*** Opening of Extracted entries ***

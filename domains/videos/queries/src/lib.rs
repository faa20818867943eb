use serde::Deserialize;
use utoipa::{IntoParams, ToSchema};

pub const DEFAULT_PAGE_SIZE: u32 = 20;
pub const MAX_PAGE_SIZE: u32 = 100;
pub const DEFAULT_RECOMMENDATIONS: usize = 10;
pub const MAX_RECOMMENDATIONS: usize = 50;

/// 1-based page window with clamped size.
#[derive(Debug, Clone, Copy, PartialEq, Eq)]
pub struct PageWindow {
    pub page: u32,
    pub limit: u32,
}

impl PageWindow {
    pub fn new(page: Option<u32>, limit: Option<u32>) -> Self {
        Self {
            page: page.unwrap_or(1).max(1),
            limit: limit.unwrap_or(DEFAULT_PAGE_SIZE).clamp(1, MAX_PAGE_SIZE),
        }
    }

    pub fn offset(&self) -> usize {
        (self.page as usize - 1) * self.limit as usize
    }

    pub fn pages(&self, total: usize) -> u32 {
        total.div_ceil(self.limit as usize) as u32
    }
}

#[derive(Debug, Clone, Default, Deserialize, IntoParams)]
#[into_params(parameter_in = Query)]
pub struct ListVideosQuery {
    pub page: Option<u32>,
    pub limit: Option<u32>,
    pub category: Option<String>,
    pub search: Option<String>,
}

impl ListVideosQuery {
    pub fn window(&self) -> PageWindow { PageWindow::new(self.page, self.limit) }
}

#[derive(Debug, Clone, Default, Deserialize, IntoParams)]
#[into_params(parameter_in = Query)]
pub struct TrendingQuery {
    pub page: Option<u32>,
    pub limit: Option<u32>,
}

impl TrendingQuery {
    pub fn window(&self) -> PageWindow { PageWindow::new(self.page, self.limit) }
}

#[derive(Debug, Clone, Copy, Default, PartialEq, Eq, Deserialize, ToSchema)]
#[serde(rename_all = "lowercase")]
pub enum SearchSort {
    #[default]
    Relevance,
    Date,
    Views,
}

#[derive(Debug, Clone, Default, Deserialize, IntoParams)]
#[into_params(parameter_in = Query)]
#[serde(rename_all = "camelCase")]
pub struct SearchVideosQuery {
    #[serde(skip)]
    #[param(ignore)]
    pub text: String,
    pub page: Option<u32>,
    pub limit: Option<u32>,
    pub category: Option<String>,
    pub sort_by: Option<SearchSort>,
}

impl SearchVideosQuery {
    pub fn window(&self) -> PageWindow { PageWindow::new(self.page, self.limit) }
}

#[derive(Debug, Clone, Deserialize)]
pub struct GetVideoQuery {
    pub video_id: String,
}

#[derive(Debug, Clone, Deserialize, IntoParams)]
#[into_params(parameter_in = Query)]
pub struct GetRecommendationsQuery {
    #[serde(skip)]
    #[param(ignore)]
    pub user_id: String,
    pub limit: Option<usize>,
}

impl GetRecommendationsQuery {
    pub fn limit(&self) -> usize {
        self.limit
            .unwrap_or(DEFAULT_RECOMMENDATIONS)
            .clamp(1, MAX_RECOMMENDATIONS)
    }
}

#[cfg(test)]
mod tests {
    use super::*;

    #[test]
    fn window_defaults_and_clamps() {
        assert_eq!(PageWindow::new(None, None), PageWindow { page: 1, limit: 20 });
        assert_eq!(PageWindow::new(Some(0), Some(1000)), PageWindow {
            page: 1,
            limit: 100
        });
    }

    #[test]
    fn window_offsets() {
        let window = PageWindow::new(Some(3), Some(10));

        assert_eq!(window.offset(), 20);
        assert_eq!(window.pages(21), 3);
        assert_eq!(window.pages(0), 0);
    }

    #[test]
    fn search_sort_parses_lowercase() {
        let query: SearchVideosQuery =
            serde_json::from_str(r#"{"sortBy":"views","page":2}"#).unwrap();

        assert_eq!(query.sort_by, Some(SearchSort::Views));
        assert_eq!(query.window().page, 2);
    }
}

*** Close of Extracted entries ***

Problem to solve => Take the material above and transcribe all of it exactly.

Your solution =>
filename domains/videos/queries/src/lib.rs
repository faa20818867943eb
use serde::Deserialize;
use utoipa::{IntoParams, ToSchema};

pub const DEFAULT_PAGE_SIZE: u32 = 20;
pub const MAX_PAGE_SIZE: u32 = 100;
pub const DEFAULT_RECOMMENDATIONS: usize = 10;
pub const MAX_RECOMMENDATIONS: usize = 50;

/// 1-based page window with clamped size.
#[derive(Debug, Clone, Copy, PartialEq, Eq)]
pub struct PageWindow {
    pub page: u32,
    pub limit: u32,
}

impl PageWindow {
    pub fn new(page: Option<u32>, limit: Option<u32>) -> Self {
        Self {
            page: page.unwrap_or(1).max(1),
            limit: limit.unwrap_or(DEFAULT_PAGE_SIZE).clamp(1, MAX_PAGE_SIZE),
        }
    }

    pub fn offset(&self) -> usize {
        (self.page as usize - 1) * self.limit as usize
    }

    pub fn pages(&self, total: usize) -> u32 {
        total.div_ceil(self.limit as usize) as u32
    }
}

#[derive(Debug, Clone, Default, Deserialize, IntoParams)]
#[into_params(parameter_in = Query)]
pub struct ListVideosQuery {
    pub page: Option<u32>,
    pub limit: Option<u32>,
    pub category: Option<String>,
    pub search: Option<String>,
}

impl ListVideosQuery {
    pub fn window(&self) -> PageWindow { PageWindow::new(self.page, self.limit) }
}

#[derive(Debug, Clone, Default, Deserialize, IntoParams)]
#[into_params(parameter_in = Query)]
pub struct TrendingQuery {
    pub page: Option<u32>,
    pub limit: Option<u32>,
}

impl TrendingQuery {
    pub fn window(&self) -> PageWindow { PageWindow::new(self.page, self.limit) }
}

#[derive(Debug, Clone, Copy, Default, PartialEq, Eq, Deserialize, ToSchema)]
#[serde(rename_all = "lowercase")]
pub enum SearchSort {
    #[default]
    Relevance,
    Date,
    Views,
}

#[derive(Debug, Clone, Default, Deserialize, IntoParams)]
#[into_params(parameter_in = Query)]
#[serde(rename_all = "camelCase")]
pub struct SearchVideosQuery {
    #[serde(skip)]
    #[param(ignore)]
    pub text: String,
    pub page: Option<u32>,
    pub limit: Option<u32>,
    pub category: Option<String>,
    pub sort_by: Option<SearchSort>,
}

impl SearchVideosQuery {
    pub fn window(&self) -> PageWindow { PageWindow::new(self.page, self.limit) }
}

#[derive(Debug, Clone, Deserialize)]
pub struct GetVideoQuery {
    pub video_id: String,
}

#[derive(Debug, Clone, Deserialize, IntoParams)]
#[into_params(parameter_in = Query)]
pub struct GetRecommendationsQuery {
    #[serde(skip)]
    #[param(ignore)]
    pub user_id: String,
    pub limit: Option<usize>,
}

impl GetRecommendationsQuery {
    pub fn limit(&self) -> usize {
        self.limit
            .unwrap_or(DEFAULT_RECOMMENDATIONS)
            .clamp(1, MAX_RECOMMENDATIONS)
    }
}

#[cfg(test)]
mod tests {
    use super::*;

    #[test]
    fn window_defaults_and_clamps() {
        assert_eq!(PageWindow::new(None, None), PageWindow { page: 1, limit: 20 });
        assert_eq!(PageWindow::new(Some(0), Some(1000)), PageWindow {
            page: 1,
            limit: 100
        });
    }

    #[test]
    fn window_offsets() {
        let window = PageWindow::new(Some(3), Some(10));

        assert_eq!(window.offset(), 20);
        assert_eq!(window.pages(21), 3);
        assert_eq!(window.pages(0), 0);
    }

    #[test]
    fn search_sort_parses_lowercase() {
        let query: SearchVideosQuery =
            serde_json::from_str(r#"{"sortBy":"views","page":2}"#).unwrap();

        assert_eq!(query.sort_by, Some(SearchSort::Views));
        assert_eq!(query.window().page, 2);
    }
}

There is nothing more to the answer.